Слева от входной двери расположена квадратная комната футов по пятнадцать в длину и ширину с высоким потолком. Два ее арочных окна выходят на вышеозначенную верфь, а третье – на узкий переулок, пересекающий Дарби-стрит. Из всех трех видны лавки бакалейщиков, блокарей, торговцев матросским платьем и судовых поставщиков, у дверей которых хохочут и сплетничают просоленные старые моряки и портовые крысы, роднящие любой приморский город с лондонским Уоппингом.

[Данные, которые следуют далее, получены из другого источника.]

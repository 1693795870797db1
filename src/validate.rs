// Wallet client for the Aleo coffee shop workshop
//
// SPDX-License-Identifier: Apache-2.0
//
// Designed in 2019-2025 by Dr Maxim Orlovsky <orlovsky@lnp-bp.org>
// Written in 2024-2025 by Dr Maxim Orlovsky <orlovsky@lnp-bp.org>
//
// Copyright (C) 2019-2024 LNP/BP Standards Association, Switzerland.
// Copyright (C) 2024-2025 LNP/BP Laboratories,
//                         Institute for Distributed and Cognitive Systems (InDCS), Switzerland.
// Copyright (C) 2025 RGB Consortium, Switzerland.
// Copyright (C) 2019-2025 Dr Maxim Orlovsky.
// All rights under the above copyrights are reserved.
//
// Licensed under the Apache License, Version 2.0 (the "License"); you may not use this file except
// in compliance with the License. You may obtain a copy of the License at
//
//        http://www.apache.org/licenses/LICENSE-2.0
//
// Unless required by applicable law or agreed to in writing, software distributed under the License
// is distributed on an "AS IS" BASIS, WITHOUT WARRANTIES OR CONDITIONS OF ANY KIND, either express
// or implied. See the License for the specific language governing permissions and limitations under
// the License.

//! Checks of raw form input.
//!
//! Amounts are understood the way a browser number input understands them: surrounding
//! whitespace is ignored, an empty field is zero, fractions and exponents are fine. Only finite
//! values strictly above zero pass. The integer width a contract parameter declares is *not*
//! enforced unless [`AmountPolicy::Strict`] is selected; by default out-of-range values are
//! forwarded and rejected by the contract execution itself.

use core::fmt::{self, Display, Formatter};

use serde_crate::{Deserialize, Serialize};

use crate::{IntWidth, ValidationError};

/// How strictly amounts are checked against the declared integer width.
#[derive(Copy, Clone, Eq, PartialEq, Hash, Debug, Default, Display)]
#[derive(Serialize, Deserialize)]
#[serde(crate = "serde_crate", rename_all = "lowercase")]
#[display(lowercase)]
pub enum AmountPolicy {
    /// Only positivity is checked.
    #[default]
    Permissive,

    /// The amount must also be an integer fitting the declared width.
    Strict,
}

/// Largest integer an `f64` holds exactly.
const MAX_EXACT_FLOAT: f64 = 9_007_199_254_740_992.0;

/// Positive finite amount entered by a user.
///
/// Plain decimal integers keep their exact value; fractions and exponent forms are kept as
/// floating point numbers.
#[derive(Copy, Clone, PartialEq, Debug)]
pub enum Amount {
    Integer(u128),
    Decimal(f64),
}

impl Amount {
    /// Exact integer value of the amount, if it has one.
    pub fn as_integer(self) -> Option<u128> {
        match self {
            Amount::Integer(value) => Some(value),
            Amount::Decimal(value) if value.fract() == 0.0 && value <= MAX_EXACT_FLOAT => {
                Some(value as u128)
            }
            Amount::Decimal(_) => None,
        }
    }

    pub fn is_integral(self) -> bool { self.as_integer().is_some() }

    /// Whether the amount is an integer representable by the given width.
    pub fn fits(self, width: IntWidth) -> bool {
        self.as_integer().is_some_and(|value| value <= width.max())
    }
}

impl Display for Amount {
    fn fmt(&self, f: &mut Formatter<'_>) -> fmt::Result {
        match self {
            Amount::Integer(value) => Display::fmt(value, f),
            Amount::Decimal(value) => Display::fmt(value, f),
        }
    }
}

/// Parses text consisting of decimal digits only, with an optional leading `+`.
fn parse_integer(text: &str) -> Option<u128> {
    let digits = text.strip_prefix('+').unwrap_or(text);
    if digits.is_empty() || !digits.bytes().all(|b| b.is_ascii_digit()) {
        return None;
    }
    digits.parse().ok()
}

pub fn parse_amount(
    raw: &str,
    width: IntWidth,
    policy: AmountPolicy,
) -> Result<Amount, ValidationError> {
    let trimmed = raw.trim();
    let amount = if let Some(value) = parse_integer(trimmed) {
        Amount::Integer(value)
    } else if trimmed.is_empty() {
        Amount::Integer(0)
    } else {
        let value = trimmed
            .parse::<f64>()
            .map_err(|_| ValidationError::InvalidAmount(raw.to_owned()))?;
        if !value.is_finite() {
            return Err(ValidationError::InvalidAmount(raw.to_owned()));
        }
        Amount::Decimal(value)
    };
    let positive = match amount {
        Amount::Integer(value) => value > 0,
        Amount::Decimal(value) => value > 0.0,
    };
    if !positive {
        return Err(ValidationError::InvalidAmount(raw.to_owned()));
    }
    if policy == AmountPolicy::Strict && !amount.fits(width) {
        return Err(ValidationError::AmountOutOfRange(raw.to_owned(), width));
    }
    Ok(amount)
}

/// Requires a record field to contain something besides whitespace.
///
/// Returns the text untouched: trimming is used for the check only.
pub fn require_record<'a>(raw: &'a str, field: &'static str) -> Result<&'a str, ValidationError> {
    if raw.trim().is_empty() {
        return Err(ValidationError::EmptyRecord(field));
    }
    Ok(raw)
}

pub fn require_address(raw: &str) -> Result<&str, ValidationError> {
    if raw.is_empty() {
        return Err(ValidationError::EmptyAddress);
    }
    Ok(raw)
}

#[cfg(test)]
mod test {
    use rstest::rstest;

    use super::*;

    #[rstest]
    #[case("0")]
    #[case("-1")]
    #[case("")]
    #[case("   ")]
    #[case("abc")]
    #[case("3 coffees")]
    #[case("NaN")]
    #[case("inf")]
    #[case("-0.5")]
    fn rejects_non_positive(#[case] raw: &str) {
        assert_eq!(
            parse_amount(raw, IntWidth::U8, AmountPolicy::Permissive),
            Err(ValidationError::InvalidAmount(raw.to_owned()))
        );
    }

    #[rstest]
    #[case("3", "3")]
    #[case(" 7 ", "7")]
    #[case("2.5", "2.5")]
    #[case("1e2", "100")]
    #[case("+4", "4")]
    fn accepts_positive(#[case] raw: &str, #[case] rendered: &str) {
        let amount = parse_amount(raw, IntWidth::U8, AmountPolicy::Permissive).unwrap();
        assert_eq!(amount.to_string(), rendered);
    }

    #[test]
    fn permissive_ignores_width() {
        let amount = parse_amount("1000", IntWidth::U8, AmountPolicy::Permissive).unwrap();
        assert_eq!(amount, Amount::Integer(1000));
        assert!(!amount.fits(IntWidth::U8));
        assert!(amount.fits(IntWidth::U64));
    }

    #[rstest]
    #[case("255", IntWidth::U8, true)]
    #[case("256", IntWidth::U8, false)]
    #[case("18446744073709551615", IntWidth::U64, true)]
    #[case("18446744073709551616", IntWidth::U64, false)]
    #[case("2.5", IntWidth::U64, false)]
    #[case("1e2", IntWidth::U8, true)]
    #[case("1e300", IntWidth::U64, false)]
    fn width_bounds(#[case] raw: &str, #[case] width: IntWidth, #[case] fits: bool) {
        let permissive = parse_amount(raw, width, AmountPolicy::Permissive).unwrap();
        assert_eq!(permissive.fits(width), fits);
        let strict = parse_amount(raw, width, AmountPolicy::Strict);
        if fits {
            assert_eq!(strict, Ok(permissive));
        } else {
            assert_eq!(strict, Err(ValidationError::AmountOutOfRange(raw.to_owned(), width)));
        }
    }

    #[rstest]
    #[case("18446744073709551615")]
    #[case("18446744073709551616")]
    #[case("9007199254740993")]
    #[case("+9007199254740993")]
    fn integers_are_exact(#[case] raw: &str) {
        let amount = parse_amount(raw, IntWidth::U64, AmountPolicy::Permissive).unwrap();
        assert_eq!(amount.to_string(), raw.trim_start_matches('+'));
    }

    #[test]
    fn leading_zeros_dropped() {
        let amount = parse_amount("007", IntWidth::U8, AmountPolicy::Strict).unwrap();
        assert_eq!(amount, Amount::Integer(7));
        assert_eq!(amount.to_string(), "7");
    }

    #[test]
    fn record_presence() {
        assert_eq!(require_record("  \n\t", "record"), Err(ValidationError::EmptyRecord("record")));
        assert_eq!(require_record(" {} ", "record"), Ok(" {} "));
    }

    #[test]
    fn address_presence() {
        assert_eq!(require_address(""), Err(ValidationError::EmptyAddress));
        assert_eq!(require_address("aleo1xyz"), Ok("aleo1xyz"));
    }
}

В самой же комнате висит паутина, грязные стены давно не крашены, пол усыпан серым песком (давний обычай, сохранившийся, пожалуй, только здесь). По неряшливости этого места можно заключить, что оно представляет собою некое святилище, куда женский пол со своими волшебными орудиями, метлой и тряпкой, допускается крайне нечасто. Обстановка же состоит из печи с внушительным дымоходом, старого соснового стола с трехногим табуретом, пары весьма шатких деревянных стульев и (не следует забывать о библиотеке) полок с несколькими десятками томов: актами Конгресса и сводом налоговых законов. Жестяная труба, тянущаяся по потолку, служит для голосового сообщения с другими частями здания. Именно здесь, в этой комнате, каких-нибудь полгода назад вы, многоуважаемый читатель, могли застать – расхаживающим из угла в угол или сидящим на длинноногом табурете, облокотясь о стол и водя взглядом по столбцам утренней газеты, – того самого субъекта, который приветствовал вас в усадьбе Олд-Мэнс, в своем уютном маленьком кабинете, куда солнце мягко просачивалось сквозь ивовые ветви. Теперь же, если вы явитесь сюда, на сейлемскую таможню, и спросите начальника[5]-локофоко[6], вы его не найдете. Он выметен метлой реформы, и нынче более достойный преемник занимает его должность и прикарманивает жалованье.